In order to maintain an active and mobile lifestyle, it's necessary to keep your bones healthy and strong. Two of the most vital nutrients for maintaining bone health are calcium and vitamin D, the combination of which helps to prevent osteoporosis in older people. These nutrients can be found in many of the common foods and are therefore easily accounted for in any well-rounded meal. Whether you're an omnivore or a vegan or just starting a new diet, it should be relatively easy to get the proper nutrients for maintaining the health of your bones.

Some of the most calcium-rich foods of the common diet are the morning staples like milk and orange juice. You can begin your day on the road to strong and healthy bones with a bowl of calcium-fortified cereal and a glass of orange juice on the side. If cereals are not your thing, you can also find great sources of calcium with either a cup of yogurt and orange juice or a glass of milk with toast. If you're strictly vegan, you can forgo the dairy items and instead have your orange juice with calcium-rich fruits like kiwis, dates, prickly pears and rhubarb.

Building Strong Bones at Lunchtime

People can get rich sources of calcium from a wide array of common lunch items, including hearty soups and leafy sandwiches. Kale and broccoli are two of the most calcium-rich vegetables, both of which can be used for pastas and salads. Cheeses can also be a fine source of calcium, especially the types of cheese which are great for sandwiches like cheddar and Swiss. Various types of fish have also been known to provide calcium, including sardines and salmon which can be generously applied to sandwiches.

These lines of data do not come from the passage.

//! The seam between the background controller and a GPU implementation.
//!
//! The controller only ever talks to a [`RenderBackend`] through opaque
//! handles, so every object it creates can be enumerated and released
//! explicitly. [`crate::gpu::WgpuBackend`] is the production implementation.

use std::fmt;

macro_rules! handle {
    ($(#[$meta:meta])* $name:ident) => {
        $(#[$meta])*
        #[derive(Clone, Copy, PartialEq, Eq, Hash, PartialOrd, Ord)]
        pub struct $name(u64);

        impl $name {
            pub const fn from_raw(raw: u64) -> Self {
                Self(raw)
            }

            pub const fn raw(self) -> u64 {
                self.0
            }
        }

        impl fmt::Debug for $name {
            fn fmt(&self, f: &mut fmt::Formatter<'_>) -> fmt::Result {
                write!(f, "{}#{}", stringify!($name), self.0)
            }
        }
    };
}

handle!(
    /// Linked shader program (vertex + fragment stage).
    ProgramId
);
handle!(
    /// Vertex buffer.
    BufferId
);
handle!(
    /// Sampled 2D texture.
    TextureId
);
handle!(
    /// Resolved uniform slot within a program.
    UniformLocation
);

#[derive(Debug, Clone, Copy, PartialEq, Eq)]
pub enum ShaderStage {
    Vertex,
    Fragment,
}

impl fmt::Display for ShaderStage {
    fn fmt(&self, f: &mut fmt::Formatter<'_>) -> fmt::Result {
        match self {
            ShaderStage::Vertex => f.write_str("vertex"),
            ShaderStage::Fragment => f.write_str("fragment"),
        }
    }
}

#[derive(Debug, thiserror::Error)]
pub enum GpuError {
    #[error("shader compile error ({stage}): {message}")]
    ShaderCompile { stage: ShaderStage, message: String },
    #[error("program link error: {0}")]
    ProgramLink(String),
    #[error("unable to create {0}")]
    Allocation(&'static str),
    #[error("unknown {kind} handle {raw}")]
    UnknownHandle { kind: &'static str, raw: u64 },
    #[error("surface lost or outdated")]
    SurfaceLost,
    #[error("surface acquisition timed out")]
    SurfaceTimeout,
    #[error("GPU out of memory")]
    OutOfMemory,
    #[error("surface error: {0}")]
    Surface(String),
}

#[derive(Debug, Clone, Copy, PartialEq, Eq)]
pub enum WrapMode {
    ClampToEdge,
    MirroredRepeat,
}

#[derive(Debug, Clone, Copy, PartialEq, Eq)]
pub enum MinFilter {
    Linear,
    LinearMipmapLinear,
}

/// Sampling state attached to a texture at creation.
#[derive(Debug, Clone, Copy, PartialEq, Eq)]
pub struct TextureSampling {
    pub wrap: WrapMode,
    pub min_filter: MinFilter,
    /// Generate the full mip chain from level zero.
    pub mipmaps: bool,
}

impl TextureSampling {
    /// Power-of-two textures repeat mirrored and get a mip chain; anything
    /// else clamps and filters linearly without mips.
    pub fn for_dimensions(width: u32, height: u32) -> Self {
        if width.is_power_of_two() && height.is_power_of_two() {
            Self {
                wrap: WrapMode::MirroredRepeat,
                min_filter: MinFilter::LinearMipmapLinear,
                mipmaps: true,
            }
        } else {
            Self {
                wrap: WrapMode::ClampToEdge,
                min_filter: MinFilter::Linear,
                mipmaps: false,
            }
        }
    }

    /// Sampling for the permanent 1x1 fallback texture.
    pub const fn fallback() -> Self {
        Self {
            wrap: WrapMode::MirroredRepeat,
            min_filter: MinFilter::Linear,
            mipmaps: false,
        }
    }
}

/// Tightly packed RGBA8 texture contents.
#[derive(Debug, Clone, Copy)]
pub struct TextureUpload<'a> {
    pub label: &'static str,
    pub width: u32,
    pub height: u32,
    pub pixels: &'a [u8],
    pub sampling: TextureSampling,
}

#[derive(Debug, Clone, Copy, PartialEq)]
pub enum UniformValue {
    Float(f32),
    Vec2([f32; 2]),
    /// Texture unit bound to a sampler uniform.
    Sampler(u32),
    Vec3Array4([f32; 12]),
}

/// Everything a backend needs to issue one frame's draw.
#[derive(Debug, Clone, Copy, PartialEq)]
pub struct FrameDraw {
    pub program: ProgramId,
    pub quad: BufferId,
    pub texture: TextureId,
    pub vertex_count: u32,
    pub clear_color: [f64; 4],
}

pub trait RenderBackend {
    /// Compiles both stages and links them. Failure is fatal for the caller.
    fn create_program(&mut self, vertex: &str, fragment: &str) -> Result<ProgramId, GpuError>;

    /// Resolves a named uniform; `None` when the program does not expose it.
    fn uniform_location(&self, program: ProgramId, name: &str) -> Option<UniformLocation>;

    fn create_quad(&mut self, vertices: &[[f32; 2]]) -> Result<BufferId, GpuError>;

    fn create_texture(&mut self, upload: &TextureUpload<'_>) -> Result<TextureId, GpuError>;

    fn delete_texture(&mut self, texture: TextureId);

    fn delete_buffer(&mut self, buffer: BufferId);

    fn delete_program(&mut self, program: ProgramId);

    /// Current backing store size in physical pixels.
    fn backing_size(&self) -> (u32, u32);

    /// Reallocates the backing store. Callers only invoke this on change.
    fn resize_backing(&mut self, width: u32, height: u32);

    fn set_uniform(&mut self, location: UniformLocation, value: UniformValue);

    /// Clears, binds `texture` to unit 0 and draws the quad.
    fn draw_frame(&mut self, frame: &FrameDraw) -> Result<(), GpuError>;
}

Whichever combination of these foods you might like best, you should have plenty of nutritional sources for bone-health at lunchtime.

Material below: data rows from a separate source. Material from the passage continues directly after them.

use image::imageops::{self, FilterType};
use image::RgbaImage;
use wgpu::util::{DeviceExt, TextureDataOrder};

use crate::backend::{GpuError, MinFilter, TextureSampling, TextureUpload, WrapMode};

/// A sampled texture bound as group 1 of the fluid pipeline.
pub(crate) struct GpuTexture {
    pub _texture: wgpu::Texture,
    pub bind_group: wgpu::BindGroup,
}

impl GpuTexture {
    pub fn new(
        device: &wgpu::Device,
        queue: &wgpu::Queue,
        layout: &wgpu::BindGroupLayout,
        max_dimension: u32,
        upload: &TextureUpload<'_>,
    ) -> Result<Self, GpuError> {
        let TextureUpload {
            label,
            width,
            height,
            pixels,
            sampling,
        } = *upload;
        if width == 0 || height == 0 || width > max_dimension || height > max_dimension {
            return Err(GpuError::Allocation(label));
        }
        let Some(base) = RgbaImage::from_raw(width, height, pixels.to_vec()) else {
            return Err(GpuError::Allocation(label));
        };

        let (mip_level_count, data) = if sampling.mipmaps {
            mip_chain(&base)
        } else {
            (1, base.into_raw())
        };

        let texture = device.create_texture_with_data(
            queue,
            &wgpu::TextureDescriptor {
                label: Some(label),
                size: wgpu::Extent3d {
                    width,
                    height,
                    depth_or_array_layers: 1,
                },
                mip_level_count,
                sample_count: 1,
                dimension: wgpu::TextureDimension::D2,
                format: wgpu::TextureFormat::Rgba8Unorm,
                usage: wgpu::TextureUsages::TEXTURE_BINDING | wgpu::TextureUsages::COPY_DST,
                view_formats: &[],
            },
            TextureDataOrder::LayerMajor,
            &data,
        );

        let view = texture.create_view(&wgpu::TextureViewDescriptor::default());
        let sampler = create_sampler(device, label, sampling);
        let bind_group = device.create_bind_group(&wgpu::BindGroupDescriptor {
            label: Some(label),
            layout,
            entries: &[
                wgpu::BindGroupEntry {
                    binding: 0,
                    resource: wgpu::BindingResource::TextureView(&view),
                },
                wgpu::BindGroupEntry {
                    binding: 1,
                    resource: wgpu::BindingResource::Sampler(&sampler),
                },
            ],
        });

        Ok(Self {
            _texture: texture,
            bind_group,
        })
    }
}

fn create_sampler(device: &wgpu::Device, label: &str, sampling: TextureSampling) -> wgpu::Sampler {
    let address_mode = match sampling.wrap {
        WrapMode::ClampToEdge => wgpu::AddressMode::ClampToEdge,
        WrapMode::MirroredRepeat => wgpu::AddressMode::MirrorRepeat,
    };
    let mipmap_filter = match sampling.min_filter {
        MinFilter::Linear => wgpu::FilterMode::Nearest,
        MinFilter::LinearMipmapLinear => wgpu::FilterMode::Linear,
    };
    device.create_sampler(&wgpu::SamplerDescriptor {
        label: Some(label),
        address_mode_u: address_mode,
        address_mode_v: address_mode,
        address_mode_w: address_mode,
        mag_filter: wgpu::FilterMode::Linear,
        min_filter: wgpu::FilterMode::Linear,
        mipmap_filter,
        ..Default::default()
    })
}

/// Number of levels in a full mip chain down to 1x1.
pub(crate) fn mip_level_count(width: u32, height: u32) -> u32 {
    u32::BITS - width.max(height).max(1).leading_zeros()
}

/// Downsamples `base` level by level and concatenates every level, largest
/// first, in the order `create_texture_with_data` expects.
pub(crate) fn mip_chain(base: &RgbaImage) -> (u32, Vec<u8>) {
    let (width, height) = base.dimensions();
    let levels = mip_level_count(width, height);
    let mut data = base.as_raw().clone();
    let mut previous = base.clone();
    for level in 1..levels {
        let level_width = (width >> level).max(1);
        let level_height = (height >> level).max(1);
        previous = imageops::resize(&previous, level_width, level_height, FilterType::Triangle);
        data.extend_from_slice(previous.as_raw());
    }
    (levels, data)
}
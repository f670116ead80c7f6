//! Animated fluid backgrounds derived from album artwork.
//!
//! A [`FluidBackground`] owns a render backend bound to one drawing surface
//! and redraws a full-screen animated quad every frame. Artwork is fetched and
//! processed off-thread; the finished thumbnail and its corner palette are
//! swapped in at the start of the next frame.
//!
//! ```text
//!   update_artwork(url) ──▶ worker: fetch ─▶ crop ─▶ 32x32 ─▶ filters ─▶ palette
//!                                                                   │
//!                                             ArtworkResult channel ▼
//!   surface frame ──▶ render_frame() ──▶ poll results ──▶ resize ──▶ uniforms ──▶ draw
//! ```
//!
//! Only the newest request may touch render state; older results are dropped
//! when they arrive. [`gpu::WgpuBackend`] is the production backend and
//! [`window::run_preview`] hosts a background in a standalone winit window.

pub mod backend;
mod compile;
pub mod controller;
pub mod cover;
pub mod filters;
pub mod gpu;
pub mod loader;
pub mod state;
pub mod types;
pub mod window;

#[cfg(test)]
mod testing;

pub use backend::{GpuError, RenderBackend};
pub use controller::{resolve_artwork, BackgroundError, DrawingSurface, FluidBackground};
pub use cover::{prepare_artwork, PreparedArtwork};
pub use gpu::WgpuBackend;
pub use loader::{ArtworkSource, DefaultArtworkSource, LoadError};
pub use types::{FrameStatus, LoopPhase, Mood, Palette};
pub use window::{run_preview, PreviewConfig};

You can also get plenty of calcium from various foods that function well as afternoon snacks. Portable hand foods such as apricots and figs supply generous levels of calcium, both which can be eaten while on the go or in the midst of a break from work. Various cheese spreads also contain high doses of calcium, some of which can be used as tasty condiments for breads and crackers. You can even get a calcium boost from certain desert items such as custard and rice milk, both of which can serve as healthier substitutes for ice cream.

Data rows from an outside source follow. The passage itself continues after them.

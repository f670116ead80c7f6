//! In-memory doubles for the GPU backend, drawing surface and artwork source.

use std::cell::Cell;
use std::collections::{BTreeSet, HashMap};
use std::rc::Rc;
use std::sync::atomic::{AtomicUsize, Ordering};
use std::time::Duration;

use crossbeam_channel::{bounded, Receiver, Sender};
use image::{DynamicImage, Rgba, RgbaImage};

use crate::backend::{
    BufferId, FrameDraw, GpuError, ProgramId, RenderBackend, ShaderStage, TextureId,
    TextureSampling, TextureUpload, UniformLocation, UniformValue,
};
use crate::controller::DrawingSurface;
use crate::loader::{ArtworkSource, LoadError};

const UNIFORM_NAMES: [&str; 9] = [
    "u_time",
    "u_flow",
    "u_volume",
    "u_zoom",
    "u_noise",
    "u_hasImage",
    "u_resolution",
    "u_texture",
    "u_palette[0]",
];

#[derive(Debug, Clone)]
pub struct TextureRecord {
    pub width: u32,
    pub height: u32,
    pub pixels: Vec<u8>,
    pub sampling: TextureSampling,
}

/// Backend that records every call and panics on double release.
#[derive(Debug, Default)]
pub struct RecordingBackend {
    next_id: u64,
    fail_compile: bool,
    max_dimension: Option<u32>,
    textures: HashMap<TextureId, TextureRecord>,
    live_textures: BTreeSet<TextureId>,
    deleted_textures: Vec<TextureId>,
    live_buffers: BTreeSet<BufferId>,
    deleted_buffers: Vec<BufferId>,
    live_programs: BTreeSet<ProgramId>,
    deleted_programs: Vec<ProgramId>,
    uniforms: HashMap<&'static str, UniformValue>,
    backing: (u32, u32),
    pub resizes: Vec<(u32, u32)>,
    pub draws: Vec<FrameDraw>,
}

impl RecordingBackend {
    pub fn failing_compile() -> Self {
        Self {
            fail_compile: true,
            ..Self::default()
        }
    }

    /// Clamps backing allocations the way a real device limit does.
    pub fn with_max_dimension(limit: u32) -> Self {
        Self {
            max_dimension: Some(limit),
            ..Self::default()
        }
    }

    fn next(&mut self) -> u64 {
        self.next_id += 1;
        self.next_id
    }

    pub fn texture(&self, id: TextureId) -> Option<&TextureRecord> {
        self.textures.get(&id)
    }

    pub fn textures_created(&self) -> usize {
        self.textures.len()
    }

    pub fn live_textures(&self) -> usize {
        self.live_textures.len()
    }

    pub fn is_live(&self, id: TextureId) -> bool {
        self.live_textures.contains(&id)
    }

    pub fn deleted_textures(&self) -> Vec<TextureId> {
        self.deleted_textures.clone()
    }

    pub fn deleted_buffers(&self) -> &[BufferId] {
        &self.deleted_buffers
    }

    pub fn deleted_programs(&self) -> &[ProgramId] {
        &self.deleted_programs
    }

    pub fn live_objects(&self) -> usize {
        self.live_textures.len() + self.live_buffers.len() + self.live_programs.len()
    }

    pub fn uniform(&self, name: &str) -> Option<UniformValue> {
        self.uniforms.get(name).copied()
    }

    pub fn backing(&self) -> (u32, u32) {
        self.backing
    }
}

impl RenderBackend for RecordingBackend {
    fn create_program(&mut self, _vertex: &str, _fragment: &str) -> Result<ProgramId, GpuError> {
        if self.fail_compile {
            return Err(GpuError::ShaderCompile {
                stage: ShaderStage::Fragment,
                message: "forced failure".into(),
            });
        }
        let id = ProgramId::from_raw(self.next());
        self.live_programs.insert(id);
        Ok(id)
    }

    fn uniform_location(&self, program: ProgramId, name: &str) -> Option<UniformLocation> {
        if !self.live_programs.contains(&program) {
            return None;
        }
        UNIFORM_NAMES
            .iter()
            .position(|candidate| *candidate == name)
            .map(|index| UniformLocation::from_raw(index as u64))
    }

    fn create_quad(&mut self, vertices: &[[f32; 2]]) -> Result<BufferId, GpuError> {
        assert_eq!(vertices.len(), 6, "quad is two triangles");
        let id = BufferId::from_raw(self.next());
        self.live_buffers.insert(id);
        Ok(id)
    }

    fn create_texture(&mut self, upload: &TextureUpload<'_>) -> Result<TextureId, GpuError> {
        let id = TextureId::from_raw(self.next());
        self.textures.insert(
            id,
            TextureRecord {
                width: upload.width,
                height: upload.height,
                pixels: upload.pixels.to_vec(),
                sampling: upload.sampling,
            },
        );
        self.live_textures.insert(id);
        Ok(id)
    }

    fn delete_texture(&mut self, texture: TextureId) {
        assert!(
            self.live_textures.remove(&texture),
            "{texture:?} released twice or never created"
        );
        self.deleted_textures.push(texture);
    }

    fn delete_buffer(&mut self, buffer: BufferId) {
        assert!(
            self.live_buffers.remove(&buffer),
            "{buffer:?} released twice or never created"
        );
        self.deleted_buffers.push(buffer);
    }

    fn delete_program(&mut self, program: ProgramId) {
        assert!(
            self.live_programs.remove(&program),
            "{program:?} released twice or never created"
        );
        self.deleted_programs.push(program);
    }

    fn backing_size(&self) -> (u32, u32) {
        self.backing
    }

    fn resize_backing(&mut self, width: u32, height: u32) {
        let limit = self.max_dimension.unwrap_or(u32::MAX);
        self.backing = (width.min(limit), height.min(limit));
        self.resizes.push((width, height));
    }

    fn set_uniform(&mut self, location: UniformLocation, value: UniformValue) {
        let name = UNIFORM_NAMES[location.raw() as usize];
        self.uniforms.insert(name, value);
    }

    fn draw_frame(&mut self, frame: &FrameDraw) -> Result<(), GpuError> {
        assert!(self.live_textures.contains(&frame.texture));
        self.draws.push(*frame);
        Ok(())
    }
}

/// Surface with a fixed logical size that counts frame requests.
#[derive(Debug, Clone)]
pub struct TestSurface {
    size: Rc<Cell<(f64, f64)>>,
    ratio: f64,
    requests: Rc<Cell<u64>>,
}

impl TestSurface {
    pub fn new(width: f64, height: f64, ratio: f64) -> Self {
        Self {
            size: Rc::new(Cell::new((width, height))),
            ratio,
            requests: Rc::new(Cell::new(0)),
        }
    }

    pub fn set_size(&self, width: f64, height: f64) {
        self.size.set((width, height));
    }

    pub fn frame_requests(&self) -> u64 {
        self.requests.get()
    }
}

impl DrawingSurface for TestSurface {
    fn display_size(&self) -> (f64, f64) {
        self.size.get()
    }

    fn device_pixel_ratio(&self) -> f64 {
        self.ratio
    }

    fn request_frame(&self) {
        self.requests.set(self.requests.get() + 1);
    }
}

enum Entry {
    Ready(DynamicImage),
    Gated(Receiver<()>, DynamicImage),
    Broken,
}

/// Artwork source whose results can be held back until released.
#[derive(Default)]
pub struct GatedSource {
    entries: HashMap<String, Entry>,
    fetches: AtomicUsize,
}

impl GatedSource {
    pub fn with_image(mut self, reference: &str, image: DynamicImage) -> Self {
        self.entries.insert(reference.into(), Entry::Ready(image));
        self
    }

    pub fn with_broken(mut self, reference: &str) -> Self {
        self.entries.insert(reference.into(), Entry::Broken);
        self
    }

    /// Registers an image that is only returned after the sender fires.
    pub fn gate(&mut self, reference: &str, image: DynamicImage) -> Sender<()> {
        let (tx, rx) = bounded(1);
        self.entries.insert(reference.into(), Entry::Gated(rx, image));
        tx
    }

    pub fn fetches(&self) -> usize {
        self.fetches.load(Ordering::SeqCst)
    }
}

impl ArtworkSource for GatedSource {
    fn fetch(&self, reference: &str) -> Result<DynamicImage, LoadError> {
        self.fetches.fetch_add(1, Ordering::SeqCst);
        match self.entries.get(reference) {
            Some(Entry::Ready(image)) => Ok(image.clone()),
            Some(Entry::Gated(gate, image)) => {
                gate.recv_timeout(Duration::from_secs(10))
                    .map_err(|err| LoadError::Worker(err.to_string()))?;
                Ok(image.clone())
            }
            Some(Entry::Broken) | None => Err(LoadError::Unsupported(reference.into())),
        }
    }
}

pub fn solid_artwork(width: u32, height: u32, color: [u8; 4]) -> DynamicImage {
    DynamicImage::ImageRgba8(RgbaImage::from_pixel(width, height, Rgba(color)))
}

Bone Health in the Evening

Many of the foods that have been mentioned already can easily be used for dishes at the dinner table. Kale can be used as the basis for a healthy salad, or as the side garnish to a hearty meat or vegetarian pasta dish. Broccoli can also serve as the basis for a calcium-rich dinner, whether as an appetizer or as the main ingredient in pastas and stir-fries. Pastas and casseroles can serve as great foundations for various other sources of calcium, with cheeses being one of the primary ingredients. Dinners can also be a calcium-rich meal for sea food lovers, with smoked salmon being one of the heartiest main entrees to supply the nutrient.

Another important ingredient for nurturing stronger bones is vitamin D, which is needed to help your body absorb calcium. Fortunately, many of these calcium-rich foods are also high in vitamin D. Salmon and sardines contain high levels of vitamin D, as do the various calcium-rich drinks and foods that are fortified with the vitamin. So as you strive to increase your bone health, be sure to get your daily dose of vitamin D and calcium.